Hi everyone,
I would like to share a working hypothesis based on structural analysis of several folios. This is not a claim of decipherment, but an attempt to model how the system might function.
1. Starting point
Across multiple folios (e.g. f18r, f19r, f20v, f2v, f99v), I observed:
- Strong repetition of specific word families (qok-, chol/chor, daiin, -aiin, dy, etc.)
- Stable patterns with small local variations
- Recurring positions (beginning, middle, end of lines)
- Sequences that appear more procedural than descriptive
This led me to shift from a “translation” approach to a
structural and operational one.
2. Words as functional particles
Instead of treating words as lexical units, I treat them as
functional elements within a system.
Examples of recurring families:
- qok- → often appears in initiating or structuring positions
- chol / chor / cho → very frequent, possibly action-related blocks
- daiin / aiin → often appears as a pivot or transition point
- dy / dar / dal / dary → frequently near terminal positions
- endings in -aiin → may indicate a transformed or final state
These elements combine in highly regular ways.
3. From sentences to sequences
Some lines (especially in f86v4 and f20v) do not behave like simple sentences, but rather like
multi-step sequences:
- repetition of blocks
- reappearance of the same families mid-line
- multiple “pivot-like” elements (e.g. aiin appearing more than once)
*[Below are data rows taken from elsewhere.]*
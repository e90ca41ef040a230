//! Blob storage for uploaded video assets.
//!
//! Every key is namespaced by the owning record: `{owner_id}/{file_name}`.
//! Blob stores never take part in the database transaction, so writers are
//! expected to delete what they stored when a later step fails.

use async_trait::async_trait;
use bytes::Bytes;
use futures::Stream;
use std::path::Path;
use std::pin::Pin;
use thiserror::Error;
use uuid::Uuid;

pub mod local;
pub mod s3;

pub use local::LocalBlobStore;
pub use s3::S3BlobStore;

#[derive(Debug, Error)]
pub enum StorageError {
    #[error("upload failed: {0}")]
    UploadFailed(String),

    #[error("delete failed: {0}")]
    DeleteFailed(String),

    #[error("blob not found: {0}")]
    NotFound(String),

    #[error("invalid storage key: {0}")]
    InvalidKey(String),

    #[error("storage backend error: {0}")]
    Backend(String),

    #[error("io error: {0}")]
    Io(#[from] std::io::Error),
}

pub type StorageResult<T> = Result<T, StorageError>;

/// Blob contents, yielded chunk by chunk.
pub type BlobStream = Pin<Box<dyn Stream<Item = StorageResult<Bytes>> + Send>>;

#[async_trait]
pub trait BlobStore: Send + Sync {
    /// Store the contents of the file at `source` under `key`, replacing any
    /// existing blob. The file is streamed, never read into memory whole.
    async fn put(&self, key: &str, source: &Path, content_type: &str) -> StorageResult<()>;

    async fn get(&self, key: &str) -> StorageResult<BlobStream>;

    /// Delete the blob at `key`. Deleting a missing blob is not an error.
    async fn delete(&self, key: &str) -> StorageResult<()>;

    async fn exists(&self, key: &str) -> StorageResult<bool>;
}

/// Key of a file owned by a catalog record.
pub fn namespaced_key(owner_id: Uuid, file_name: &str) -> String {
    format!("{}/{}", owner_id, file_name)
}

/// Rejects keys that could escape the namespace of a store.
pub(crate) fn check_key(key: &str) -> StorageResult<()> {
    if key.is_empty()
        || key.starts_with('/')
        || key.contains('\\')
        || key.split('/').any(|segment| segment.is_empty() || segment == "." || segment == "..")
    {
        return Err(StorageError::InvalidKey(key.to_string()));
    }
    Ok(())
}
use async_trait::async_trait;
use chrono::Utc;
use sqlx::{PgConnection, PgPool};
use uuid::Uuid;

use super::relations::GENRE_CATEGORIES;
use super::{categories, Trashed};
use crate::coordinator::RecordWrite;
use crate::error::AppError;
use crate::models::{Genre, GenreRequest, GenreResource, WriteMode};

pub async fn list(pool: &PgPool, trashed: Trashed) -> Result<Vec<Genre>, sqlx::Error> {
    let sql = format!(
        "SELECT * FROM genres g WHERE {} ORDER BY g.created_at DESC",
        trashed.filter("g")
    );
    sqlx::query_as::<_, Genre>(&sql).fetch_all(pool).await
}

pub async fn find(conn: &mut PgConnection, id: Uuid, trashed: Trashed) -> Result<Genre, AppError> {
    let sql = format!("SELECT * FROM genres g WHERE g.id = $1 AND {}", trashed.filter("g"));
    sqlx::query_as::<_, Genre>(&sql)
        .bind(id)
        .fetch_optional(&mut *conn)
        .await?
        .ok_or(AppError::NotFound { entity: "genre", id })
}

pub async fn find_resource(
    conn: &mut PgConnection,
    id: Uuid,
    trashed: Trashed,
) -> Result<GenreResource, AppError> {
    let genre = find(&mut *conn, id, trashed).await?;
    let categories = categories::linked_to(
        &mut *conn,
        GENRE_CATEGORIES.join_table,
        GENRE_CATEGORIES.owner_column,
        id,
    )
    .await?;
    Ok(GenreResource { genre, categories })
}

/// Live genres linked to `owner_id` through `join_table`.
pub async fn linked_to(
    conn: &mut PgConnection,
    join_table: &'static str,
    owner_column: &'static str,
    owner_id: Uuid,
) -> Result<Vec<Genre>, sqlx::Error> {
    let sql = format!(
        "SELECT g.* FROM genres g JOIN {join} j ON j.genre_id = g.id \
         WHERE j.{owner} = $1 AND g.deleted_at IS NULL ORDER BY g.name",
        join = join_table,
        owner = owner_column
    );
    sqlx::query_as::<_, Genre>(&sql)
        .bind(owner_id)
        .fetch_all(&mut *conn)
        .await
}

/// Genres among `genre_ids` related to none of `category_ids`. The matching
/// `category_genre` rows stay share-locked until the transaction ends.
pub async fn outside_categories(
    conn: &mut PgConnection,
    genre_ids: &[Uuid],
    category_ids: &[Uuid],
) -> Result<Vec<Uuid>, sqlx::Error> {
    let covered = sqlx::query_scalar::<_, Uuid>(
        "SELECT genre_id FROM category_genre \
         WHERE genre_id = ANY($1) AND category_id = ANY($2) FOR SHARE",
    )
    .bind(genre_ids)
    .bind(category_ids)
    .fetch_all(&mut *conn)
    .await?;

    Ok(genre_ids
        .iter()
        .filter(|id| !covered.contains(id))
        .copied()
        .collect())
}

pub struct GenreWrite<'a> {
    id: Uuid,
    mode: WriteMode,
    request: &'a GenreRequest,
}

impl<'a> GenreWrite<'a> {
    pub fn create(request: &'a GenreRequest) -> Self {
        Self {
            id: Uuid::new_v4(),
            mode: WriteMode::Create,
            request,
        }
    }

    pub fn update(id: Uuid, request: &'a GenreRequest) -> Self {
        Self {
            id,
            mode: WriteMode::Update,
            request,
        }
    }
}

#[async_trait]
impl<'a> RecordWrite for GenreWrite<'a> {
    type Record = GenreResource;

    fn table(&self) -> &'static str {
        "genres"
    }

    fn entity(&self) -> &'static str {
        "genre"
    }

    fn id(&self) -> Uuid {
        self.id
    }

    async fn write(&self, conn: &mut PgConnection) -> Result<(), AppError> {
        let now = Utc::now().naive_utc();
        match self.mode {
            WriteMode::Create => {
                sqlx::query(
                    "INSERT INTO genres (id, name, is_active, created_at, updated_at) \
                     VALUES ($1, $2, $3, $4, $4)",
                )
                .bind(self.id)
                .bind(&self.request.name)
                .bind(self.request.is_active)
                .bind(now)
                .execute(&mut *conn)
                .await?;
            }
            WriteMode::Update => {
                let result = sqlx::query(
                    "UPDATE genres SET name = $1, is_active = $2, updated_at = $3 \
                     WHERE id = $4 AND deleted_at IS NULL",
                )
                .bind(&self.request.name)
                .bind(self.request.is_active)
                .bind(now)
                .bind(self.id)
                .execute(&mut *conn)
                .await?;
                if result.rows_affected() == 0 {
                    return Err(AppError::NotFound { entity: "genre", id: self.id });
                }
            }
        }
        Ok(())
    }

    async fn reload(&self, conn: &mut PgConnection) -> Result<GenreResource, AppError> {
        find_resource(conn, self.id, Trashed::Exclude).await
    }
}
This suggests something closer to:
a sequence of operations or states, not a grammatical sentence
4. Multi-object behavior
In some folios (e.g. f99v), the same structures apply to different object markers (e.g. {plant}, {hole}).
This suggests:
- the system is not purely botanical
- words do not describe objects directly
- they define roles or transformations applied to objects
5. Hypothesis: volvelle-like system
Based on this, I propose a tentative model:
- Recurring word families correspond to functional layers (or “disks”)
- Individual words correspond to positions or states within those layers
- A line encodes a sequence of transitions or alignments
In other words, the text could be a
linear encoding of a circular or combinatorial system, similar in spirit to a volvelle.
6. Why this might make sense
Such a system would:
- explain strong repetition and modularity
- allow controlled variation (parameters)
- be usable as an operational tool rather than a descriptive text
- match the need for an efficient, reusable system
7. What this does NOT claim- I am not claiming specific translations
- I am not claiming that a physical volvelle is proven
- I am not claiming this explains everything
This is only a
structural hypothesis.
8. What I would like feedback on
I would really appreciate feedback on:
- Whether others have observed similar positional constraints
- Whether the “functional particle” approach seems plausible
- Whether the volvelle analogy is useful or misleading
- Any counterexamples where this structure clearly fails
If useful, I can share more detailed breakdowns of specific folios and sequences.
Thanks in advance for your thoughts — I’m trying to test whether this approach can hold up under scrutiny.